Release 2.0.0 Plan - Specimen Provenance Architecture¶
Executive Summary¶
Version 2.0.0 introduces specimen-centric provenance tracking, a fundamental architectural improvement that: - Preserves specimen identity through image transformations - Enables deterministic deduplication at (image, extraction_params) level - Aggregates multiple extraction attempts per specimen - Provides full audit trail from camera files to published Darwin Core records - Automatically detects data quality violations
Status: Ready for release Target Date: 2025-10-22 Migration Impact: Non-breaking (backward compatible with opt-in migration)
Version Decision: 2.0.0¶
Why 2.0.0 (not 1.2.0)? - Fundamental architectural change (image-centric → specimen-centric) - New database schema (specimen_index.db) - Changed extraction workflow semantics - Sets foundation for production-scale operations
Backward Compatibility: - ✅ Existing extraction runs remain valid - ✅ Old workflow continues to work without migration - ✅ New features opt-in via migration script - ✅ No breaking changes to CLI interface
Release Checklist¶
1. Pre-Release Validation¶
- Specimen provenance architecture implemented
- Migration script tested on real data
- Documentation complete
- Monitor TUI fixes committed
- Quart migration complete
- Docker support added
- Run full test suite
- Verify all examples work
- Check documentation links
- Review security considerations
2. Version Updates¶
- Bump version:
1.1.1→2.0.0inpyproject.toml - Update version links in CHANGELOG.md
- Update README.md with v2.0 features
- Create migration guide
3. Release Artifacts¶
- Update CHANGELOG.md with v2.0.0 entry
- Create GitHub release with notes
- Tag release:
git tag v2.0.0 - Build and test package:
uv build - Create published data bundle
4. Documentation¶
- Update README with migration instructions
- Create v2.0 announcement
- Update quickstart guide
- Document breaking changes (if any)
Migration Strategy: Three-Phase Approach¶
Phase 1: Preserve History (Immediate)¶
Goal: Ensure zero data loss during transition
Actions: 1. Archive current state:
# Create timestamped backup
mkdir -p archives/pre_v2_migration_$(date +%Y%m%d)

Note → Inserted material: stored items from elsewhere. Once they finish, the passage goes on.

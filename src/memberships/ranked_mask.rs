//! Bit mask with a per-block rank directory.
//!
//! Wraps a [`FixedBitSet`] and records, for every storage block, how many bits
//! are set in the blocks before it. That gives `rank` in O(1) and `select` in
//! O(log blocks) while adding only one `u32` per 64 rows, so dense node views
//! never need an explicit index array.

use fixedbitset::FixedBitSet;

use crate::membership_error::{MembershipError, check_index, to_u32};

const BLOCK_BITS: usize = usize::BITS as usize;

/// Immutable bit mask with rank/select and forward/backward set-bit search.
#[derive(Clone, Debug, PartialEq, Eq)]
pub struct RankedMask {
    bits: FixedBitSet,
    /// `block_ranks[b]` = set bits in blocks `0..b`.
    block_ranks: Box<[u32]>,
    count: usize,
}

impl RankedMask {
    /// Freeze `bits` and build its rank directory.
    ///
    /// # Errors
    /// `InternalOverflow` if the mask is longer than `u32::MAX` bits.
    pub fn new(bits: FixedBitSet) -> Result<Self, MembershipError> {
        to_u32(bits.len(), "bit mask length exceeds u32 index space")?;
        let blocks = bits.as_slice();
        let mut block_ranks = Vec::with_capacity(blocks.len());
        let mut acc = 0u32;
        for &block in blocks {
            block_ranks.push(acc);
            acc += block.count_ones();
        }
        Ok(Self {
            bits,
            block_ranks: block_ranks.into_boxed_slice(),
            count: acc as usize,
        })
    }

    /// Mask of length `len` with exactly the bits in `ones` set.
    ///
    /// # Errors
    /// `IndexOutOfRange` if any index is `>= len`.
    pub fn from_ones<I>(len: usize, ones: I) -> Result<Self, MembershipError>
    where
        I: IntoIterator<Item = usize>,
    {
        let mut bits = FixedBitSet::with_capacity(len);
        for i in ones {
            check_index(i, len)?;
            bits.insert(i);
        }
        Self::new(bits)
    }

    /// Number of bits (set or not).
    #[inline]
    pub fn len(&self) -> usize {
        self.bits.len()
    }

    #[inline]
    pub fn is_empty(&self) -> bool {
        self.bits.len() == 0
    }

    /// Number of set bits.
    #[inline]
    pub fn count(&self) -> usize {
        self.count
    }

    #[inline]
    pub fn contains(&self, i: usize) -> bool {
        self.bits.contains(i)
    }

    #[inline]
    pub fn bits(&self) -> &FixedBitSet {
        &self.bits
    }

    /// Ascending set positions.
    pub fn ones(&self) -> impl Iterator<Item = usize> + '_ {
        self.bits.ones()
    }

    /// Number of set bits strictly before `i`.
    pub fn rank(&self, i: usize) -> usize {
        let blocks = self.bits.as_slice();
        let (blk, off) = (i / BLOCK_BITS, i % BLOCK_BITS);
        if blk >= blocks.len() {
            return self.count;
        }
        let below = if off == 0 {
            0
        } else {
            (blocks[blk] & ((1usize << off) - 1)).count_ones() as usize
        };
        self.block_ranks[blk] as usize + below
    }

    /// Position of the `k`-th set bit (0-based), if any.
    pub fn select(&self, k: usize) -> Option<usize> {
        if k >= self.count {
            return None;
        }
        // Last block whose prefix rank is <= k holds the k-th bit.
        let blk = self.block_ranks.partition_point(|&r| r as usize <= k) - 1;
        let mut word = self.bits.as_slice()[blk];
        for _ in 0..(k - self.block_ranks[blk] as usize) {
            word &= word - 1;
        }
        Some(blk * BLOCK_BITS + word.trailing_zeros() as usize)
    }

    /// First set bit at or after `from`.
    pub fn next_one(&self, from: usize) -> Option<usize> {
        if from >= self.len() {
            return None;
        }
        let blocks = self.bits.as_slice();
        let mut blk = from / BLOCK_BITS;
        let mut word = blocks[blk] & (usize::MAX << (from % BLOCK_BITS));
        loop {
            if word != 0 {
                return Some(blk * BLOCK_BITS + word.trailing_zeros() as usize);
            }
            blk += 1;
            word = *blocks.get(blk)?;
        }
    }

    /// Last set bit strictly before `before`.
    pub fn prev_one(&self, before: usize) -> Option<usize> {
        let end = before.min(self.len());
        if end == 0 {
            return None;
        }
        let last = end - 1;
        let blocks = self.bits.as_slice();
        let mut blk = last / BLOCK_BITS;
        let off = last % BLOCK_BITS;
        let keep = if off == BLOCK_BITS - 1 {
            usize::MAX
        } else {
            (1usize << (off + 1)) - 1
        };
        let mut word = blocks[blk] & keep;
        loop {
            if word != 0 {
                return Some(blk * BLOCK_BITS + (BLOCK_BITS - 1 - word.leading_zeros() as usize));
            }
            if blk == 0 {
                return None;
            }
            blk -= 1;
            word = blocks[blk];
        }
    }
}
//! Column-order seam.
//!
//! Columns are sorted once, upstream, over the full table. This layer only
//! consumes the resulting orders: for each column, the original row positions
//! listed in ascending value order.

use std::cmp::Ordering;

use crate::membership_error::{MembershipError, check_index, to_u32};

/// Source of per-column sorted row orders.
pub trait SortedColumnSource {
    /// Number of rows in the table.
    fn row_count(&self) -> usize;
    /// Number of attribute columns.
    fn column_count(&self) -> usize;
    /// Original row positions of `column` in ascending value order.
    ///
    /// Callers only pass `column < column_count()`.
    fn sorted_original_positions(&self, column: usize) -> &[u32];
}

/// In-memory sorted column orders.
#[derive(Clone, Debug, Default)]
pub struct SortedColumns {
    row_count: usize,
    orders: Vec<Vec<u32>>,
    /// Length of the non-missing prefix of each order.
    non_missing: Vec<usize>,
}

impl SortedColumns {
    /// Wrap explicit orders. Every order must list `row_count` rows; whether
    /// each is a permutation is checked when a
    /// [`RowIndexManager`](crate::data::row_index_manager::RowIndexManager)
    /// is built from it.
    pub fn new(row_count: usize, orders: Vec<Vec<u32>>) -> Result<Self, MembershipError> {
        to_u32(row_count, "table row count exceeds u32 index space")?;
        for (c, order) in orders.iter().enumerate() {
            if order.len() != row_count {
                return Err(MembershipError::Construction(format!(
                    "column {c} lists {} rows, table has {row_count}",
                    order.len()
                )));
            }
        }
        let non_missing = vec![row_count; orders.len()];
        Ok(Self {
            row_count,
            orders,
            non_missing,
        })
    }

    /// Sort numeric columns (indexed by original row) ascending.
    ///
    /// The sort is stable, so ties keep original row order. NaN marks a
    /// missing value; missing rows are placed after all present values.
    pub fn from_numeric(columns: &[Vec<f64>]) -> Result<Self, MembershipError> {
        let row_count = columns.first().map_or(0, Vec::len);
        let n = to_u32(row_count, "table row count exceeds u32 index space")?;
        let mut orders = Vec::with_capacity(columns.len());
        let mut non_missing = Vec::with_capacity(columns.len());
        for (c, values) in columns.iter().enumerate() {
            if values.len() != row_count {
                return Err(MembershipError::Construction(format!(
                    "column {c} has {} values, column 0 has {row_count}",
                    values.len()
                )));
            }
            let mut order: Vec<u32> = (0..n).collect();
            order.sort_by(|&a, &b| missing_last(values[a as usize], values[b as usize]));
            non_missing.push(values.iter().filter(|v| !v.is_nan()).count());
            orders.push(order);
        }
        Ok(Self {
            row_count,
            orders,
            non_missing,
        })
    }

    /// Number of leading column positions holding present (non-missing) values.
    pub fn non_missing_len(&self, column: usize) -> Result<usize, MembershipError> {
        check_index(column, self.orders.len()).map_err(|_| MembershipError::ColumnOutOfRange {
            column,
            columns: self.orders.len(),
        })?;
        Ok(self.non_missing[column])
    }
}

fn missing_last(a: f64, b: f64) -> Ordering {
    match (a.is_nan(), b.is_nan()) {
        (false, false) => a.total_cmp(&b),
        (true, true) => Ordering::Equal,
        (true, false) => Ordering::Greater,
        (false, true) => Ordering::Less,
    }
}

impl SortedColumnSource for SortedColumns {
    #[inline]
    fn row_count(&self) -> usize {
        self.row_count
    }

    #[inline]
    fn column_count(&self) -> usize {
        self.orders.len()
    }

    #[inline]
    fn sorted_original_positions(&self, column: usize) -> &[u32] {
        &self.orders[column]
    }
}
//! Configuration for a tree-growth context.
//!
//! A [`MembershipsConfig`] is handed to
//! [`RootRowMemberships::new`](crate::memberships::root::RootRowMemberships::new)
//! and shared, unchanged, by every node view created from that root.

use crate::membership_error::MembershipError;

/// Storage used for per-row bootstrap multiplicities.
#[derive(Copy, Clone, Debug, Default, PartialEq, Eq, serde::Serialize, serde::Deserialize)]
pub enum WeightEncoding {
    /// One byte per row. Multiplicities above 255 are rejected.
    #[default]
    Byte,
    /// Four bytes per row.
    Wide,
}

impl WeightEncoding {
    /// Largest weight representable by this encoding.
    #[inline]
    pub const fn max_weight(self) -> u32 {
        match self {
            WeightEncoding::Byte => u8::MAX as u32,
            WeightEncoding::Wide => u32::MAX,
        }
    }
}

/// How child node views store their row set.
#[derive(Copy, Clone, Debug, PartialEq, serde::Serialize, serde::Deserialize)]
pub enum DescendantLayout {
    /// Always a bit mask over root-local indices.
    Dense,
    /// Always an explicit array of root-local indices.
    Sparse,
    /// Sparse when the child holds less than `sparse_below` of the root rows.
    Auto { sparse_below: f64 },
}

impl Default for DescendantLayout {
    fn default() -> Self {
        DescendantLayout::Auto { sparse_below: 0.1 }
    }
}

impl DescendantLayout {
    /// Whether a child of `child_rows` rows under a root of `root_rows` rows
    /// should use the explicit index-array layout.
    pub fn prefers_sparse(self, child_rows: usize, root_rows: usize) -> bool {
        match self {
            DescendantLayout::Dense => false,
            DescendantLayout::Sparse => true,
            DescendantLayout::Auto { sparse_below } => {
                root_rows == 0 || (child_rows as f64) < sparse_below * root_rows as f64
            }
        }
    }
}

/// Knobs for one tree-growth context.
#[derive(Clone, Debug, PartialEq, serde::Serialize, serde::Deserialize)]
#[serde(default)]
pub struct MembershipsConfig {
    /// Encoding of the root's weight container.
    pub weight_encoding: WeightEncoding,
    /// Number of most-recently-used column entries kept strongly reachable.
    pub retained_columns: usize,
    /// Layout selection for child node views.
    pub descendant_layout: DescendantLayout,
    /// Promote a child to a fresh root once it holds less than this fraction
    /// of its root's rows. `None` never re-roots.
    pub reroot_below: Option<f64>,
}

impl Default for MembershipsConfig {
    fn default() -> Self {
        Self {
            weight_encoding: WeightEncoding::Byte,
            retained_columns: 64,
            descendant_layout: DescendantLayout::default(),
            reroot_below: None,
        }
    }
}

impl MembershipsConfig {
    /// Reject fractions outside `[0, 1]` (including NaN).
    pub fn validate(&self) -> Result<(), MembershipError> {
        let in_unit = |f: f64| (0.0..=1.0).contains(&f);
        if let DescendantLayout::Auto { sparse_below } = self.descendant_layout {
            if !in_unit(sparse_below) {
                return Err(MembershipError::Construction(format!(
                    "sparse_below must lie in [0, 1], got {sparse_below}"
                )));
            }
        }
        if let Some(t) = self.reroot_below {
            if !in_unit(t) {
                return Err(MembershipError::Construction(format!(
                    "reroot_below must lie in [0, 1], got {t}"
                )));
            }
        }
        Ok(())
    }
}

#[cfg(test)]
mod tests {
    use super::*;

    #[test]
    fn auto_layout_switches_on_fraction() {
        let layout = DescendantLayout::Auto { sparse_below: 0.25 };
        assert!(!layout.prefers_sparse(30, 100));
        assert!(layout.prefers_sparse(24, 100));
        assert!(DescendantLayout::Sparse.prefers_sparse(100, 100));
        assert!(!DescendantLayout::Dense.prefers_sparse(0, 100));
    }

    #[test]
    fn validate_rejects_bad_fractions() {
        let mut cfg = MembershipsConfig::default();
        assert!(cfg.validate().is_ok());
        cfg.reroot_below = Some(f64::NAN);
        assert!(matches!(cfg.validate(), Err(MembershipError::Construction(_))));
        cfg.reroot_below = None;
        cfg.descendant_layout = DescendantLayout::Auto { sparse_below: 1.5 };
        assert!(cfg.validate().is_err());
    }

    #[test]
    fn partial_json_fills_defaults() {
        let cfg: MembershipsConfig =
            serde_json::from_str(r#"{ "weight_encoding": "Wide", "reroot_below": 0.05 }"#)
                .unwrap();
        assert_eq!(cfg.weight_encoding, WeightEncoding::Wide);
        assert_eq!(cfg.reroot_below, Some(0.05));
        assert_eq!(cfg.retained_columns, 64);
        assert_eq!(cfg.descendant_layout, DescendantLayout::default());
    }
}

# Archive all extraction runs
cp -r full_dataset_processing/* archives/pre_v2_migration_$(date +%Y%m%d)/
# Archive published data
cp -r full_dataset_processing/published archives/pre_v2_migration_$(date +%Y%m%d)/
-
Create migration manifest:
-
Validate preservation:
Phase 2: Populate Specimen Index (Safe Migration)¶
Goal: Build specimen index without modifying original data
Actions: 1. Initialize specimen index:
# Create empty specimen index
uv run python -c "from src.provenance.specimen_index import SpecimenIndex; SpecimenIndex('specimen_index.db')"
-
Migrate extraction runs:
-
Generate migration report:
Validation: - [ ] All specimens from historical runs present in index - [ ] Duplicate extractions correctly identified - [ ] Data quality flags generated for known issues - [ ] No data loss (original raw.jsonl files unchanged)
Phase 3: Progressive Publication (Incremental Updates)¶
Goal: Publish data incrementally with human review tracking
Workflow:
┌─────────────────────────────────────────────────────────────┐
│ PHASE 3: Progressive Publication Workflow │
└─────────────────────────────────────────────────────────────┘
1. Extract & Aggregate
↓
[Extraction Run] → raw.jsonl → [Specimen Index]
↓
[Aggregation] → best_candidates per specimen
↓
[Quality Check] → flag violations
2. Publish Draft (No Human Review)
↓
[Export DwC-A] → full_dataset_processing/published/v2.0.0-draft/
- occurrence.csv (all specimens, best candidates)
- meta.xml (DwC-A metadata)
- manifest.json (provenance)
- quality_flags.csv (known issues)
- README.md ("DRAFT - Pending Human Review")
3. Human Review (Progressive)
↓
[Review Queue] → specimens sorted by priority
- High: Quality flags (duplicates, malformed)
- Medium: Low confidence extractions
- Low: High confidence extractions
[Review UI] → shows:
- All extraction attempts per specimen
- Best candidate fields
- Quality flags
- Provenance chain
[Decisions] → approve | reject | correct | flag
↓
[Specimen Index] → reviews table updated
↓
status: approved | rejected | pending
4. Progressive Re-publication
↓
[Export v2.0.0-reviewed-batch1] → Only approved specimens
[Export v2.0.0-reviewed-batch2] → First 100 approved
[Export v2.0.0-reviewed-batch3] → First 500 approved
...
[Export v2.0.0] → Final: All approved specimens
5. Publication Metadata
↓
Each export includes:
- review_status.json (approved/pending/rejected counts)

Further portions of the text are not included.